L'anziana era stata portata al Piemonte per una frattura al femore. Tre giorni dopo il decesso dopo una notte di dolori al petto e all'addome. La famiglia pronta a ricorrere in appello: “Il medico reperibile non si era presentato, mentre il collega di guardia ha prescritto solo una plasil all'occorrenza”

Sono stati tutti assolti perché il fatto non sussiste. Ma la vittima c’è e per i figli reclama ancora giustizia. Non si rassegnano alla sentenza di assoluzione per due medici del Piemonte e annunciano il ricorso in appello. I fatti risalgono al 2013, quando Rosaria Orioles, ottant’anni, viene portata una fredda sera di dicembre in ospedale, dopo una caduta che le procura una frattura al femore. Ricoverata nel reparto di Ortopedia, viene operata il giorno dopo. Ma le speranze di riportarla a casa presto svaniscono dopo tre giorni: Rosaria muore, dopo aver invocato aiuto tutta la notte.

Aveva iniziato a chiamare i figli alle tre e alla figlia nel frattempo arrivata gridava “aiutatemi, sto morendo, ho un infarto”, in preda a forti dolori addominali e al petto. Il medico reperibile chiamato dall’infermiere di turno, non si presenta e al telefono chiede di fare visitare la paziente al collega di guardia in ospedale. Quest’ultimo prescrive una fiala di Plasil “all’occorrenza”. Solo quatto ore dopo - sollecitati dal figlio della paziente e da una parente medico che li aveva raggiunti in piena notte - verrà eseguito un elettrocardiogramma. Ma per Rosaria Orioles non ci sarà nulla da fare: muore – scriverà il medico legale – “per coronarica inattesa”.

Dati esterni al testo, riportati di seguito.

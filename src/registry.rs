use std::thread;
use std::time::Duration;

use reqwest::blocking::Client;
use reqwest::header::{ACCEPT, CONNECTION, HeaderMap, HeaderValue, USER_AGENT};
use serde::de::DeserializeOwned;

use crate::config::RegistrySettings;
use crate::domain::{Filing, OrganizationKey};
use crate::error::ExtractorError;
use crate::transform::{DirectoryPayload, FilingsPayload};

pub trait RegistryClient {
    fn fetch_filings_metadata(
        &self,
        key: &OrganizationKey,
    ) -> Result<FilingsPayload, ExtractorError>;
    fn fetch_directory_listing(
        &self,
        key: &OrganizationKey,
        filing: &Filing,
    ) -> Result<DirectoryPayload, ExtractorError>;
    fn fetch_document_bytes(
        &self,
        key: &OrganizationKey,
        filing: &Filing,
        name: &str,
    ) -> Result<Vec<u8>, ExtractorError>;
}

#[derive(Clone, Debug)]
pub struct RegistryHttpClient {
    client: Client,
    data_url: String,
    archive_url: String,
    pacing: Duration,
}

impl RegistryHttpClient {
    pub fn new(settings: &RegistrySettings, user_agent: &str) -> Result<Self, ExtractorError> {
        let mut headers = HeaderMap::new();
        headers.insert(
            USER_AGENT,
            HeaderValue::from_str(user_agent)
                .map_err(|err| ExtractorError::ConfigValue(format!("user_agent: {err}")))?,
        );
        headers.insert(ACCEPT, HeaderValue::from_static("*/*"));
        headers.insert(CONNECTION, HeaderValue::from_static("keep-alive"));

        let client = Client::builder()
            .default_headers(headers)
            .timeout(settings.timeout)
            .build()
            .map_err(|err| ExtractorError::HttpClient(err.to_string()))?;

        Ok(Self {
            client,
            data_url: settings.data_url.trim_end_matches('/').to_string(),
            archive_url: settings.archive_url.trim_end_matches('/').to_string(),
            pacing: settings.pacing,
        })
    }

    pub fn filings_url(&self, key: &OrganizationKey) -> String {
        format!("{}/CIK{}.json", self.data_url, key.padded())
    }

    pub fn directory_url(&self, key: &OrganizationKey, filing: &Filing) -> String {
        self.document_url(key, filing, "index.json")
    }

    pub fn document_url(&self, key: &OrganizationKey, filing: &Filing, name: &str) -> String {
        format!(
            "{}/{}/{}/{}",
            self.archive_url,
            key.trimmed(),
            filing.canonical_id,
            name
        )
    }

    /// One paced GET. The body is read to the end on success and failure.
    fn get_bytes(&self, url: &str) -> Result<Vec<u8>, ExtractorError> {
        thread::sleep(self.pacing);
        tracing::debug!(url, "registry request");
        let response = self
            .client
            .get(url)
            .send()
            .map_err(|err| ExtractorError::Fetch {
                url: url.to_string(),
                message: err.to_string(),
            })?;
        let status = response.status();
        let body = response.bytes().map_err(|err| ExtractorError::Fetch {
            url: url.to_string(),
            message: err.to_string(),
        })?;
        if !status.is_success() {
            return Err(ExtractorError::Status {
                url: url.to_string(),
                status: status.as_u16(),
            });
        }
        Ok(body.to_vec())
    }

    fn get_json<T: DeserializeOwned>(&self, url: &str) -> Result<T, ExtractorError> {
        let body = self.get_bytes(url)?;
        decode_json(url, &body)
    }
}

impl RegistryClient for RegistryHttpClient {
    fn fetch_filings_metadata(
        &self,
        key: &OrganizationKey,
    ) -> Result<FilingsPayload, ExtractorError> {
        self.get_json(&self.filings_url(key))
    }

    fn fetch_directory_listing(
        &self,
        key: &OrganizationKey,
        filing: &Filing,
    ) -> Result<DirectoryPayload, ExtractorError> {
        self.get_json(&self.directory_url(key, filing))
    }

    fn fetch_document_bytes(
        &self,
        key: &OrganizationKey,
        filing: &Filing,
        name: &str,
    ) -> Result<Vec<u8>, ExtractorError> {
        self.get_bytes(&self.document_url(key, filing, name))
    }
}

pub fn decode_json<T: DeserializeOwned>(url: &str, body: &[u8]) -> Result<T, ExtractorError> {
    serde_json::from_slice(body).map_err(|err| ExtractorError::Decode {
        url: url.to_string(),
        message: err.to_string(),
        body: String::from_utf8_lossy(body).into_owned(),
    })
}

Durante il processo emergerà che il medico che l’ha visitata quella notte, in sostituzione di chi non si è presentato, non ha annotato quei sintomi nella cartella clinica su cui i consulenti della famiglia Orioles, difesa dall’avvocato Nino Cacia, avanzano più di un dubbio. Così come rischioso è apparso l’intervento al Piemonte per una paziente che dalla relazione anamnestica risulta affetta da cardiopatia ischemica, diabete mellito, angioplastica, e rischio anestesiologico.

Saranno gli stessi consulenti della Procura ad osservare che “se la paziente si fosse trovata all’ospedale Papardo vi erano possibilità di sopravvivenza” perché potuto accedere ad una sala di emodinamica.

Perché dunque operarla al Piemonte? Perché quella notte si è atteso tanto prima di effettuare un elettrocardiogramma? Con la sentenza di assoluzione si  è chiusa la prima tappa di un processo ad ostacoli. Nella fase di indagine, infatti, la procura aveva chiesto per ben due volte l’archiviazione per quattro medici inizialmente indagati, mentre il Giudice per le indagini preliminari, Salvatore Mastroeni, aveva dapprima disposto una integrazione e successivamente l’imputazione coatta per due camici bianchi, archiviando la posizione degli altri indagati.

Ora l’assoluzione destinata ad avere un seguito in appello.

“In attesa di leggere le motivazioni – spiega il legale Nino Cacia - posso solamente ipotizzare il ragionamento effettuato dal tribunale. La formula assolutoria, tuttavia, mi lascia assai perplesso atteso che le conclusioni dei consulenti del pm avevano ipotizzato,  in presenza della documentata insorgenza del dolore toracico alle ore 3,30,  la censurabilità del comportamento di entrambi i medici imputati. Ho avuto difficoltà a spiegare ai figli della signora Orioles che hanno atteso per otto anni questa sentenza – conclude Cacia -  che le condotte del medico reperibile che non si è recato in ospedale nonostante la chiamata dell’infermiere in piena notte e la prescrizione di altro medico di somministrare una fiala di plasil ad una paziente che in preda ai dolori dice di avere un infarto, sono da ritenersi penalmente non punibili”.